Part 2 of the previous post on basics of Financial Planning focusing on goals.

Last issue we saw the necessity to first budget our income and expense, then control debt so that our emis are within a comfortable range & having adequate life insurance via a term plan for all earning members of the household and health insurance for all the members of your family. These steps like budgeting, controlling and eventually eliminating all debt except for home loans, being adequately insured for life and health are the foundations and equal to starting on the financial road to a productive work life and a peaceful retirement. Starting without these steps in place is like starting to travel a long journey in a car with little fuel, less money to buy fuel and to top it off the tires not in good condition, it is a recipe for disaster & we should avoid such mistakes in our financial planning journey too.


Let us continue where we left off last time on the road to financial planning.
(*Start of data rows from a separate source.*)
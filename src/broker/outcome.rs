// self
use crate::{
	_prelude::*,
	decision::GrantKind,
	error::ConfigError,
	gateway::{AUTHORIZATION, HeaderSink, ResponseSink, TerminalResponse},
	obs::RequestOutcome,
	secret::TokenSecret,
};

/// Where a forwarded bearer token came from.
#[derive(Clone, Copy, Debug, PartialEq, Eq, Hash)]
pub enum TokenOrigin {
	/// Reused from the token cache.
	Cache,
	/// Freshly issued by the token endpoint for the given grant.
	TokenEndpoint(GrantKind),
}

/// Bearer token to forward upstream.
#[derive(Clone, Debug, PartialEq, Eq)]
pub struct Authorization {
	/// Token placed in the `Authorization` header.
	pub token: TokenSecret,
	/// Source of the token.
	pub origin: TokenOrigin,
}
impl Authorization {
	/// Returns the `Authorization` header value.
	pub fn header_value(&self) -> String {
		self.token.bearer_header()
	}
}

/// Terminal result of [`TokenBroker::handle`](crate::broker::TokenBroker::handle).
#[derive(Clone, Debug, PartialEq, Eq)]
pub enum BrokerOutcome {
	/// Forward the request with a bearer token.
	Authorized(Authorization),
	/// Stop the pipeline and answer the client.
	Rejected(TerminalResponse),
}
impl BrokerOutcome {
	/// Returns true for [`BrokerOutcome::Authorized`].
	pub fn is_authorized(&self) -> bool {
		matches!(self, Self::Authorized(_))
	}

	/// Returns the metrics label for this outcome.
	pub fn request_outcome(&self) -> RequestOutcome {
		match self {
			Self::Authorized(_) => RequestOutcome::Authorized,
			Self::Rejected(_) => RequestOutcome::Rejected,
		}
	}

	/// Applies the outcome through the gateway sinks.
	///
	/// Authorized outcomes set the `Authorization` header; rejected outcomes hand the terminal
	/// response to `responses`.
	pub fn apply<H, R>(self, headers: &mut H, responses: &mut R) -> Result<(), ConfigError>
	where
		H: ?Sized + HeaderSink,
		R: ?Sized + ResponseSink,
	{
		match self {
			Self::Authorized(authorization) =>
				headers.set_header(AUTHORIZATION, &authorization.header_value()),
			Self::Rejected(response) => {
				responses.return_response(response);

				Ok(())
			},
		}
	}
}
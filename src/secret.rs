//! Bearer tokens moving through the broker, redacted everywhere except the outbound header.

// self
use crate::_prelude::*;

const REDACTED: &str = "<redacted>";

/// Bearer token kept out of traces, spans, and `Debug` output.
///
/// Serialization is transparent so cache backends can persist the raw value.
#[derive(Clone, PartialEq, Eq, Serialize, Deserialize)]
#[serde(transparent)]
pub struct TokenSecret(String);
impl TokenSecret {
	/// Wraps a token issued by the token endpoint or read from the cache.
	pub fn new(value: impl Into<String>) -> Self {
		Self(value.into())
	}

	/// Returns the raw token. Only header and context writers should call this.
	pub fn expose(&self) -> &str {
		&self.0
	}

	/// Formats the `Authorization` header value.
	pub fn bearer_header(&self) -> String {
		format!("Bearer {}", self.0)
	}
}
impl Debug for TokenSecret {
	fn fmt(&self, f: &mut Formatter) -> FmtResult {
		write!(f, "TokenSecret({REDACTED})")
	}
}
impl Display for TokenSecret {
	fn fmt(&self, f: &mut Formatter) -> FmtResult {
		f.write_str(REDACTED)
	}
}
Tax Planning: Government gives umpteen number of tax breaks to all of us to alleviate the heavy tax burden the working class heroes to some extent. These start from the well known 80C of 1 Lac, the new 80CCC for Infrastructure bonds to tax free investments like PPF to tax break on children’s education expenses /home loan repayments / charity gifts etc. Ensure that this is used to the maximum so not only you save and invest but you get tax breaks on the investments too.  Easiest thing is to ask a Chartered Accountant but the best is to know it yourself by getting around financial planning blogosphere or buy books on the subject.


Finally have your investment papers are in order by ensuring that all your investments be it SB Ac or FD or Shares or Mutual Funds etc have a nominee in place and your spouse knows where these papers / receipts etc are kept.


Now let us start the exciting and rewarding journey of Financial Planning


Saving, Investing and your basic goals in Life


  1. Let savings be your first expense: Every month keep aside some money from your salary account by either enrolling in a Recurring Deposit or monthly investment program by which the amount is auto debited. This ensures that you first get comfortable in the act of savings. This should be a meaningful amount starting at least with say 20% of income or more. People who are very good in budgeting and planning even from rural areas save / invest close to 40% of income which is great.
  2. Fund your retirement plan: Usually this is done automatically for the salaried class via Provident Fund that is deducted from salary but many of us have the tendency to take loans on it or break it when we change jobs. Best is to transfer the account when we change jobs so that it is actually used for the purpose it is meant to be i.e. to fund retirement. Even with the PF savings it may not be enough for retirement thanks to rising healthcare and other living expense. Recently a news paper surveyed retired people whose pensions are way below today’s expense. It is better to save another 10% of income on this goal and estimate how much would be required month on month for retirement so that this goal is taken care of. For those who are not covered by pension and even to those who are covered but feel it is not enough Public Provident Fund offers the best choice, it is better to max out that first and then look at other options such as equity mutual funds etc.,


  1. Home purchase


Many of us would like to own our home as after all a mans home is his castle as the English say. A generation ago there was no concept of home loan so buying  a home was for the lucky few today with higher disposable incomes and tax breaks buying a home is the first investment that people think of once they are married.  There are many important things to consider before you opt for that home loan.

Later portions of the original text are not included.